--- START ---

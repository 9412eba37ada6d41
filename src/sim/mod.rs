//! Deterministic game core
//!
//! All gameplay logic lives here. This module must be pure and deterministic:
//! - Integer positions, fixed steps per tick
//! - Stable iteration order (formation order, firing order)
//! - No rendering, storage or platform dependencies

pub mod collision;
pub mod formation;
pub mod state;
pub mod tick;

pub use collision::{Hit, resolve_collisions};
pub use formation::{FormationLayout, generate_formation};
pub use state::{Bullet, Direction, GamePhase, GameState, Invader};
pub use tick::{Event, GameEvent, Intent, Step, update};
//! Key/value persistence
//!
//! The game stores two things: the high score and the settings blob. Both go
//! through `KeyValueStore`, backed by LocalStorage in the browser and by a
//! plain map everywhere else (native builds and tests).

use std::collections::HashMap;

use thiserror::Error;

/// Storage failures. Callers fall back to defaults; nothing here reaches the
/// game core.
#[derive(Debug, Error)]
pub enum StorageError {
    #[error("storage is not available")]
    Unavailable,
    #[error("failed to read `{key}`: {reason}")]
    Read { key: String, reason: String },
    #[error("failed to write `{key}`: {reason}")]
    Write { key: String, reason: String },
}

/// String key/value storage
pub trait KeyValueStore {
    fn get(&self, key: &str) -> Result<Option<String>, StorageError>;
    fn set(&mut self, key: &str, value: &str) -> Result<(), StorageError>;
}

/// In-memory store
#[derive(Debug, Clone, Default)]
pub struct MemoryStore {
    entries: HashMap<String, String>,
}

impl MemoryStore {
    pub fn new() -> Self {
        Self::default()
    }

    /// Pre-populate a key (handy for seeding tests)
    pub fn with_entry(mut self, key: &str, value: &str) -> Self {
        self.entries.insert(key.to_string(), value.to_string());
        self
    }
}

impl KeyValueStore for MemoryStore {
    fn get(&self, key: &str) -> Result<Option<String>, StorageError> {
        Ok(self.entries.get(key).cloned())
    }

    fn set(&mut self, key: &str, value: &str) -> Result<(), StorageError> {
        self.entries.insert(key.to_string(), value.to_string());
        Ok(())
    }
}

/// Browser LocalStorage
#[cfg(target_arch = "wasm32")]
pub struct LocalStorage {
    storage: web_sys::Storage,
}

#[cfg(target_arch = "wasm32")]
impl LocalStorage {
    pub fn open() -> Result<Self, StorageError> {
        let storage = web_sys::window()
            .and_then(|w| w.local_storage().ok())
            .flatten()
            .ok_or(StorageError::Unavailable)?;
        Ok(Self { storage })
    }
}

#[cfg(target_arch = "wasm32")]
impl KeyValueStore for LocalStorage {
    fn get(&self, key: &str) -> Result<Option<String>, StorageError> {
        self.storage.get_item(key).map_err(|e| StorageError::Read {
            key: key.to_string(),
            reason: format!("{:?}", e),
        })
    }

    fn set(&mut self, key: &str, value: &str) -> Result<(), StorageError> {
        self.storage.set_item(key, value).map_err(|e| StorageError::Write {
            key: key.to_string(),
            reason: format!("{:?}", e),
        })
    }
}

/// Best available store for this platform
pub fn open_default_store() -> Box<dyn KeyValueStore> {
    #[cfg(target_arch = "wasm32")]
    {
        match LocalStorage::open() {
            Ok(storage) => return Box::new(storage),
            Err(e) => log::warn!("{}, scores will not survive a reload", e),
        }
    }
    Box::new(MemoryStore::new())
}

--- END ---

Your instructions – Look through the data above. Find each line with the string "Result" and copy it.

Final answer –
    fn get(&self, key: &str) -> Result<Option<String>, StorageError>;
    fn set(&mut self, key: &str, value: &str) -> Result<(), StorageError>;
    fn get(&self, key: &str) -> Result<Option<String>, StorageError> {
    fn set(&mut self, key: &str, value: &str) -> Result<(), StorageError> {
    pub fn open() -> Result<Self, StorageError> {
    fn get(&self, key: &str) -> Result<Option<String>, StorageError> {
    fn set(&mut self, key: &str, value: &str) -> Result<(), StorageError> {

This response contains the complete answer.